I’ve got spending less down to a science”. and I said well you just let me know
that you live like an hour away from your job and your six kids are all grown.
how many of them still live with you? she said none lived with her. so she still
had her house for six kids an hour from her work and didn’t think that she could
possibly reduce her spending a single penny. and she really believed that. so be
very very honest where can you reduce spending in your life. we look at
everything and we’ve become experts in doing everything kind of cheaper. we are
really careful with our money but we still want an amazing life. we’re not
willing to compromise on that. but we don’t want to spend a lot of money for
it. and we still think that we have fat in our $36,000, quite a bit of it. yep so
we’re not super cheap and frugal about everything, just about things that we
aren’t that passionate about. the things that we are Super Duper passionate about –
travel and our health – these things we actually spend quite a bit on.
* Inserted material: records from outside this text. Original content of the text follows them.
#[cfg(test)]
mod tests {
    use super::*;
    use wiremock::matchers::{header, method, path};
    use wiremock::{Mock, MockServer, ResponseTemplate};

    fn config(base_url: String) -> PayPalConfig {
        PayPalConfig {
            client_id: "client".to_string(),
            client_secret: "secret".to_string(),
            base_url,
            webhook_id: None,
            brand_name: Some("Tessera".to_string()),
            return_url: Some("https://tickets.example.com/return".to_string()),
            cancel_url: Some("https://tickets.example.com/cancel".to_string()),
            timeout_seconds: 5,
        }
    }

    fn request() -> PaymentRequest {
        PaymentRequest {
            order_id: "order-42".to_string(),
            amount: 2500,
            currency: "USD".to_string(),
            customer_email: "fan@example.com".to_string(),
            idempotency_key: Some("order-42-1-1700000000000".to_string()),
            ..Default::default()
        }
    }

    async fn mount_token(server: &MockServer) {
        Mock::given(method("POST"))
            .and(path("/v1/oauth2/token"))
            .respond_with(ResponseTemplate::new(200).set_body_json(json!({
                "access_token": "A21AA",
                "token_type": "Bearer",
                "expires_in": 32400,
            })))
            .mount(server)
            .await;
    }

    #[tokio::test]
    async fn test_initialize_fetches_token() {
        let server = MockServer::start().await;
        mount_token(&server).await;
        let gateway = PayPalGateway::new(config(server.uri())).unwrap();

        assert!(gateway.initialize().await);
        assert!(gateway.is_ready());
    }

    #[tokio::test]
    async fn test_initialize_with_bad_credentials_is_not_ready() {
        let server = MockServer::start().await;
        Mock::given(method("POST"))
            .and(path("/v1/oauth2/token"))
            .respond_with(ResponseTemplate::new(401).set_body_json(json!({
                "error": "invalid_client",
                "error_description": "Client Authentication failed",
            })))
            .mount(&server)
            .await;
        let gateway = PayPalGateway::new(config(server.uri())).unwrap();

        assert!(!gateway.initialize().await);
    }

    #[tokio::test]
    async fn test_payment_without_token_returns_approval_link() {
        let server = MockServer::start().await;
        mount_token(&server).await;
        Mock::given(method("POST"))
            .and(path("/v2/checkout/orders"))
            .and(header("PayPal-Request-Id", "order-42-1-1700000000000"))
            .respond_with(ResponseTemplate::new(201).set_body_json(json!({
                "id": "5O190127TN364715T",
                "status": "PAYER_ACTION_REQUIRED",
                "links": [
                    { "href": "https://api-m.paypal.com/v2/checkout/orders/5O190127TN364715T", "rel": "self", "method": "GET" },
                    { "href": "https://www.paypal.com/checkoutnow?token=5O190127TN364715T", "rel": "payer-action", "method": "GET" },
                ],
            })))
            .expect(1)
            .mount(&server)
            .await;
        let gateway = PayPalGateway::new(config(server.uri())).unwrap();

        let result = gateway.process_payment(&request()).await;
        assert!(!result.success);
        assert!(result.requires_action);
        assert_eq!(
            result.redirect_url.as_deref(),
            Some("https://www.paypal.com/checkoutnow?token=5O190127TN364715T")
        );
        let payment = result.payment.unwrap();
        assert_eq!(payment.transaction_id, "5O190127TN364715T");
        assert_eq!(payment.status, PaymentStatus::Pending);
    }

    async fn mount_approved_order(server: &MockServer, order_id: &str, value: &str) {
        Mock::given(method("GET"))
            .and(path(format!("/v2/checkout/orders/{}", order_id)))
            .respond_with(ResponseTemplate::new(200).set_body_json(json!({
                "id": order_id,
                "status": "APPROVED",
                "purchase_units": [{ "amount": { "currency_code": "USD", "value": value } }],
            })))
            .mount(server)
            .await;
    }

    #[tokio::test]
    async fn test_capture_of_approved_order_completes() {
        let server = MockServer::start().await;
        mount_token(&server).await;
        mount_approved_order(&server, "5O190127TN364715T", "25.00").await;
        Mock::given(method("POST"))
            .and(path("/v2/checkout/orders/5O190127TN364715T/capture"))
            .respond_with(ResponseTemplate::new(201).set_body_json(json!({
                "id": "5O190127TN364715T",
                "status": "COMPLETED",
                "purchase_units": [{
                    "payments": { "captures": [{ "id": "3C679366HH908993F", "amount": { "currency_code": "USD", "value": "25.00" } }] }
                }],
            })))
            .mount(&server)
            .await;
        let gateway = PayPalGateway::new(config(server.uri())).unwrap();

        let mut approved = request();
        approved.payment_token = Some("5O190127TN364715T".to_string());
        let result = gateway.process_payment(&approved).await;

        assert!(result.success);
        assert_eq!(result.payment.unwrap().status, PaymentStatus::Completed);
    }

    #[tokio::test]
    async fn test_order_approved_for_another_amount_is_not_captured() {
        let server = MockServer::start().await;
        mount_token(&server).await;
        mount_approved_order(&server, "CHEAP1", "1.00").await;
        Mock::given(method("POST"))
            .and(path("/v2/checkout/orders/CHEAP1/capture"))
            .respond_with(ResponseTemplate::new(201))
            .expect(0)
            .mount(&server)
            .await;
        let gateway = PayPalGateway::new(config(server.uri())).unwrap();

        let mut approved = request();
        approved.payment_token = Some("CHEAP1".to_string());
        let error = gateway.process_payment(&approved).await.error.unwrap();

        assert_eq!(error.code, PaymentErrorCode::InvalidAmount);
        assert!(!error.retryable);
        assert_eq!(error.provider_code.as_deref(), Some("AMOUNT_MISMATCH"));
    }

    #[tokio::test]
    async fn test_declined_capture_maps_to_card_declined() {
        let server = MockServer::start().await;
        mount_token(&server).await;
        mount_approved_order(&server, "ORDER1", "25.00").await;
        Mock::given(method("POST"))
            .and(path("/v2/checkout/orders/ORDER1/capture"))
            .respond_with(ResponseTemplate::new(422).set_body_json(json!({
                "name": "UNPROCESSABLE_ENTITY",
                "details": [{ "issue": "INSTRUMENT_DECLINED", "description": "The instrument presented was declined." }],
                "message": "The requested action could not be performed.",
            })))
            .mount(&server)
            .await;
        let gateway = PayPalGateway::new(config(server.uri())).unwrap();

        let mut approved = request();
        approved.payment_token = Some("ORDER1".to_string());
        let error = gateway.process_payment(&approved).await.error.unwrap();

        assert_eq!(error.code, PaymentErrorCode::CardDeclined);
        assert!(!error.retryable);
        assert_eq!(error.provider_code.as_deref(), Some("INSTRUMENT_DECLINED"));
        assert_eq!(error.gateway, Some(GatewayType::PayPal));
    }

    #[tokio::test]
    async fn test_unlisted_provider_error_is_unknown_and_retryable() {
        let server = MockServer::start().await;
        mount_token(&server).await;
        Mock::given(method("POST"))
            .and(path("/v2/checkout/orders"))
            .respond_with(ResponseTemplate::new(422).set_body_json(json!({
                "name": "UNPROCESSABLE_ENTITY",
                "details": [{ "issue": "SOMETHING_PAYPAL_INVENTED" }],
            })))
            .mount(&server)
            .await;
        let gateway = PayPalGateway::new(config(server.uri())).unwrap();

        let error = gateway.process_payment(&request()).await.error.unwrap();
        assert_eq!(error.code, PaymentErrorCode::UnknownError);
        assert!(error.retryable);
    }

    #[tokio::test]
    async fn test_invalid_request_makes_no_http_call() {
        let server = MockServer::start().await;
        Mock::given(method("POST"))
            .respond_with(ResponseTemplate::new(200))
            .expect(0)
            .mount(&server)
            .await;
        let gateway = PayPalGateway::new(config(server.uri())).unwrap();

        let mut bad = request();
        bad.customer_email = "not-an-email".to_string();
        let error = gateway.process_payment(&bad).await.error.unwrap();
        assert_eq!(error.code, PaymentErrorCode::InvalidEmail);
    }

    #[tokio::test]
    async fn test_refund_targets_order_capture() {
        let server = MockServer::start().await;
        mount_token(&server).await;
        Mock::given(method("GET"))
            .and(path("/v2/checkout/orders/ORDER1"))
            .respond_with(ResponseTemplate::new(200).set_body_json(json!({
                "id": "ORDER1",
                "status": "COMPLETED",
                "purchase_units": [{ "payments": { "captures": [{ "id": "CAP1" }] } }],
            })))
            .mount(&server)
            .await;
        Mock::given(method("POST"))
            .and(path("/v2/payments/captures/CAP1/refund"))
            .respond_with(ResponseTemplate::new(201).set_body_json(json!({
                "id": "REF1",
                "status": "COMPLETED",
                "amount": { "currency_code": "USD", "value": "10.00" },
            })))
            .expect(1)
            .mount(&server)
            .await;
        let gateway = PayPalGateway::new(config(server.uri())).unwrap();

        let result = gateway
            .process_refund(&RefundRequest {
                gateway: GatewayType::PayPal,
                transaction_id: "ORDER1".to_string(),
                amount: Some(1000),
                currency: "USD".to_string(),
                reason: Some("event cancelled".to_string()),
                idempotency_key: Some("refund-1".to_string()),
            })
            .await;

        assert!(result.success);
        assert_eq!(result.refund_id.as_deref(), Some("REF1"));
        assert_eq!(result.amount, Some(1000));
    }

    #[tokio::test]
    async fn test_capture_webhook_resolves_order_id() {
        let server = MockServer::start().await;
        let gateway = PayPalGateway::new(config(server.uri())).unwrap();
        let payload = json!({
            "id": "WH-1",
            "event_type": "PAYMENT.CAPTURE.COMPLETED",
            "create_time": "2024-05-01T10:00:00Z",
            "resource": {
                "id": "CAP1",
                "status": "COMPLETED",
                "supplementary_data": { "related_ids": { "order_id": "ORDER1" } },
            },
        })
        .to_string();

        let event = gateway.handle_webhook(&payload, None).await.unwrap();
        assert_eq!(event.transaction_id, "ORDER1");
        assert_eq!(event.status, PaymentStatus::Completed);
    }

    #[tokio::test]
    async fn test_refund_and_reversal_webhooks_report_refunded() {
        let server = MockServer::start().await;
        let gateway = PayPalGateway::new(config(server.uri())).unwrap();
        for event_type in ["PAYMENT.CAPTURE.REFUNDED", "PAYMENT.CAPTURE.REVERSED"] {
            let payload = json!({
                "event_type": event_type,
                "resource": {
                    "id": "CAP1",
                    "supplementary_data": { "related_ids": { "order_id": "ORDER1" } },
                },
            })
            .to_string();

            let event = gateway.handle_webhook(&payload, None).await.unwrap();
            assert_eq!(event.status, PaymentStatus::Refunded, "{event_type}");
        }
    }

    #[tokio::test]
    async fn test_webhook_rejected_when_verification_fails() {
        let server = MockServer::start().await;
        mount_token(&server).await;
        Mock::given(method("POST"))
            .and(path("/v1/notifications/verify-webhook-signature"))
            .respond_with(ResponseTemplate::new(200).set_body_json(json!({ "verification_status": "FAILURE" })))
            .mount(&server)
            .await;
        let mut cfg = config(server.uri());
        cfg.webhook_id = Some("WH-ID".to_string());
        let gateway = PayPalGateway::new(cfg).unwrap();
        let payload = json!({ "event_type": "PAYMENT.CAPTURE.COMPLETED", "resource": { "id": "CAP1" } }).to_string();

        let missing = gateway.handle_webhook(&payload, None).await.unwrap_err();
        assert_eq!(missing.code, PaymentErrorCode::InvalidWebhookSignature);

        let signature = "tid|2024-05-01T10:00:00Z|https://api.paypal.com/cert|SHA256withRSA|c2ln";
        let rejected = gateway.handle_webhook(&payload, Some(signature)).await.unwrap_err();
        assert_eq!(rejected.code, PaymentErrorCode::InvalidWebhookSignature);
    }
}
I’m gonna
put a video up about our splurges that we just did a few weeks ago. so there are
places that we actually increased our spending after we’ve retired but almost
everything else went down. when we were planning to retire early something that
we had to seriously consider is where was our money invested. not specific
funds but was it in post tax money or pre-tax money? so those dollars that we
have invested in IRAs or 401ks we won’t have access to until we’re 59 and a half
unless we’re willing to accept a 10% penalty (which we’re not willing to accept) at withdrawal. so we had to make sure that
we had enough post tax dollars…money that we’ve already paid taxes on…
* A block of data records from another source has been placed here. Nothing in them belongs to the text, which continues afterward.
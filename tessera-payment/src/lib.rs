pub mod gateways;
pub mod manager;
pub mod retry;

pub use gateways::mock::{MockGateway, MockOutcome};
pub use gateways::paypal::{PayPalConfig, PayPalGateway};
pub use gateways::square::{SquareConfig, SquareGateway};
pub use manager::{EventGatewayConfig, GatewayHealth, GatewayHealthReport, ManagerConfig, PaymentGatewayManager};
pub use retry::RetryPolicy;
use std::sync::Arc;
use std::time::Duration;
use tokio::sync::broadcast::error::RecvError;
use tokio::task::JoinHandle;
use tracing::{error, info, warn};

use crate::metrics::ApiMetrics;
use tessera_catalog::{InventoryLedger, ReservationSweeper};
use tessera_core::EventHub;
use tessera_store::EventProducer;

pub fn start_reservation_sweeper(ledger: Arc<InventoryLedger>, interval: Duration) -> JoinHandle<()> {
    ReservationSweeper::new(ledger, interval).spawn()
}

/// Forward every domain event to Kafka. Delivery failures are logged and
/// dropped; the in-process hub stays the source of truth.
pub fn start_event_forwarder(events: &EventHub, producer: EventProducer) -> JoinHandle<()> {
    let mut rx = events.subscribe();
    tokio::spawn(async move {
        info!("Event forwarder started");
        loop {
            match rx.recv().await {
                Ok(event) => {
                    if let Err(e) = producer.publish_event(&event).await {
                        error!(topic = event.topic(), error = %e, "Event forward failed");
                    }
                }
                Err(RecvError::Lagged(skipped)) => warn!(skipped, "Event forwarder lagged"),
                Err(RecvError::Closed) => break,
            }
        }
        info!("Event forwarder stopped");
    })
}

/// Count hold transitions and consistency alerts.
pub fn start_metrics_listener(events: &EventHub, metrics: Arc<ApiMetrics>) -> JoinHandle<()> {
    let mut rx = events.subscribe();
    tokio::spawn(async move {
        loop {
            match rx.recv().await {
                Ok(event) => metrics.record_event(&event),
                Err(RecvError::Lagged(skipped)) => warn!(skipped, "Metrics listener lagged"),
                Err(RecvError::Closed) => break,
            }
        }
    })
}
pub mod coordinator;
pub mod fulfillment;
pub mod manager;
pub mod models;
pub mod orchestrator;

pub use coordinator::{OrderSagaCoordinator, CRITICAL_TARGET, DEFAULT_HOLD_MINUTES};
pub use fulfillment::{LogNotifier, Ticket, TicketIssuerService};
pub use manager::InMemoryOrderRepository;
pub use models::{
    AtomicOrderResult, CartValidation, CheckoutOutcome, OrderError, OrderErrorCode, ReservationExtension, ReservedCart,
};
pub use orchestrator::CheckoutService;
available to spend to get us until we’re 59 and a half years old. and that was
helped a lot by putting my income into savings for over four years.
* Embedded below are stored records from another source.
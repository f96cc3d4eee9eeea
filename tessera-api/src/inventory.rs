use axum::{
    extract::{Path, State},
    response::sse::{Event, KeepAlive, Sse},
    routing::{delete, get, post},
    Json, Router,
};
use futures_util::stream::{Stream, StreamExt};
use serde::{Deserialize, Serialize};
use std::collections::HashMap;
use std::convert::Infallible;
use tokio_stream::wrappers::BroadcastStream;
use uuid::Uuid;

use crate::error::AppError;
use crate::state::AppState;
use tessera_core::models::{AvailabilityCheck, AvailabilityRequest};
use tessera_core::DomainEvent;

pub fn routes() -> Router<AppState> {
    Router::new()
        .route("/api/v1/ticket-types/{id}/availability", get(get_availability))
        .route("/api/v1/ticket-types/{id}/sell", post(sell_direct))
        .route("/api/v1/ticket-types/{id}/stream", get(stream_holds))
        .route("/api/v1/availability/batch", post(batch_availability))
        .route("/api/v1/availability/check", post(check_availability))
        .route("/api/v1/sessions/{session_id}/reservations", delete(release_session))
}

#[derive(Debug, Serialize)]
#[serde(rename_all = "camelCase")]
struct AvailabilityResponse {
    ticket_type_id: Uuid,
    available_quantity: i32,
}

#[derive(Debug, Deserialize)]
#[serde(rename_all = "camelCase")]
struct BatchAvailabilityRequest {
    ticket_type_ids: Vec<Uuid>,
}

#[derive(Debug, Deserialize)]
struct CheckAvailabilityRequest {
    items: Vec<AvailabilityRequest>,
}

#[derive(Debug, Deserialize)]
struct SellDirectRequest {
    quantity: i32,
}

#[derive(Debug, Serialize)]
#[serde(rename_all = "camelCase")]
struct SellDirectResponse {
    ticket_type_id: Uuid,
    quantity: i32,
    available_quantity: i32,
}

#[derive(Debug, Serialize)]
struct ReleaseSessionResponse {
    released: usize,
}

async fn get_availability(
    State(state): State<AppState>,
    Path(ticket_type_id): Path<Uuid>,
) -> Result<Json<AvailabilityResponse>, AppError> {
    let available_quantity = state.coordinator().ledger().get_available_quantity(ticket_type_id).await?;
    Ok(Json(AvailabilityResponse { ticket_type_id, available_quantity }))
}

/// Unknown ticket types report zero.
async fn batch_availability(
    State(state): State<AppState>,
    Json(req): Json<BatchAvailabilityRequest>,
) -> Result<Json<HashMap<Uuid, i32>>, AppError> {
    Ok(Json(state.coordinator().get_batch_availability(&req.ticket_type_ids).await?))
}

async fn check_availability(
    State(state): State<AppState>,
    Json(req): Json<CheckAvailabilityRequest>,
) -> Result<Json<Vec<AvailabilityCheck>>, AppError> {
    Ok(Json(state.coordinator().ledger().check_availability(&req.items).await?))
}

/// Box-office sale without a hold.
async fn sell_direct(
    State(state): State<AppState>,
    Path(ticket_type_id): Path<Uuid>,
    Json(req): Json<SellDirectRequest>,
) -> Result<Json<SellDirectResponse>, AppError> {
    let ledger = state.coordinator().ledger();
    if !ledger.sell_direct(ticket_type_id, req.quantity).await? {
        return Err(AppError::ConflictError(format!(
            "only {} ticket(s) left",
            ledger.get_available_quantity(ticket_type_id).await?
        )));
    }
    tracing::info!(%ticket_type_id, quantity = req.quantity, "Direct sale recorded");
    Ok(Json(SellDirectResponse {
        ticket_type_id,
        quantity: req.quantity,
        available_quantity: ledger.get_available_quantity(ticket_type_id).await?,
    }))
}

async fn release_session(
    State(state): State<AppState>,
    Path(session_id): Path<String>,
) -> Result<Json<ReleaseSessionResponse>, AppError> {
    let released = state.coordinator().ledger().release_session_reservations(&session_id).await?;
    Ok(Json(ReleaseSessionResponse { released }))
}

/// Live hold transitions for one ticket type.
async fn stream_holds(
    State(state): State<AppState>,
    Path(ticket_type_id): Path<Uuid>,
) -> Sse<impl Stream<Item = Result<Event, Infallible>>> {
    let stream = BroadcastStream::new(state.events().subscribe()).filter_map(move |result| async move {
        match result {
            Ok(DomainEvent::Hold(change)) if change.ticket_type_id == ticket_type_id => Event::default()
                .event(change.transition.as_str())
                .json_data(&change)
                .ok()
                .map(Ok),
            // Lagged receivers skip what they missed.
            _ => None,
        }
    });

    Sse::new(stream).keep_alive(KeepAlive::default())
}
what that meant is that we have enough money to get us to 59 and a half and
beyond without having to have to worry about taking money out of that 401k or
IRA. a little footnote about Social Security because I’m guessing we might
get a question or two about that. we aren’t factoring Social Security into
our retirement planning at all. we have paid into it our entire lives so
hopefully we’re getting something out of Social Security but we don’t know what.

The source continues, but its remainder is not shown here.